■ EXERCISE
Exactly the lines from the start of the data below through the line containing "pub mod yaml;" must be returned, and no others.

■ Stored items from a collection
#####

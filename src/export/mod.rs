//! Journal export
//!
//! Writes the action journal in three formats:
//! - CSV: one row per action (spreadsheet-compatible)
//! - JSON: versioned document with metadata
//! - YAML: the same document, human-readable

pub mod csv;
pub mod json;
pub mod yaml;

pub use self::csv::export_actions_csv;
pub use json::{export_actions_json, ExportMetadata, JournalExport, EXPORT_SCHEMA_VERSION};
pub use yaml::export_actions_yaml;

#####

■ RESPONSE FOR THIS EXERCISE
filename src/export/mod.rs
//! Journal export
//!
//! Writes the action journal in three formats:
//! - CSV: one row per action (spreadsheet-compatible)
//! - JSON: versioned document with metadata
//! - YAML: the same document, human-readable

pub mod csv;
pub mod json;
pub mod yaml;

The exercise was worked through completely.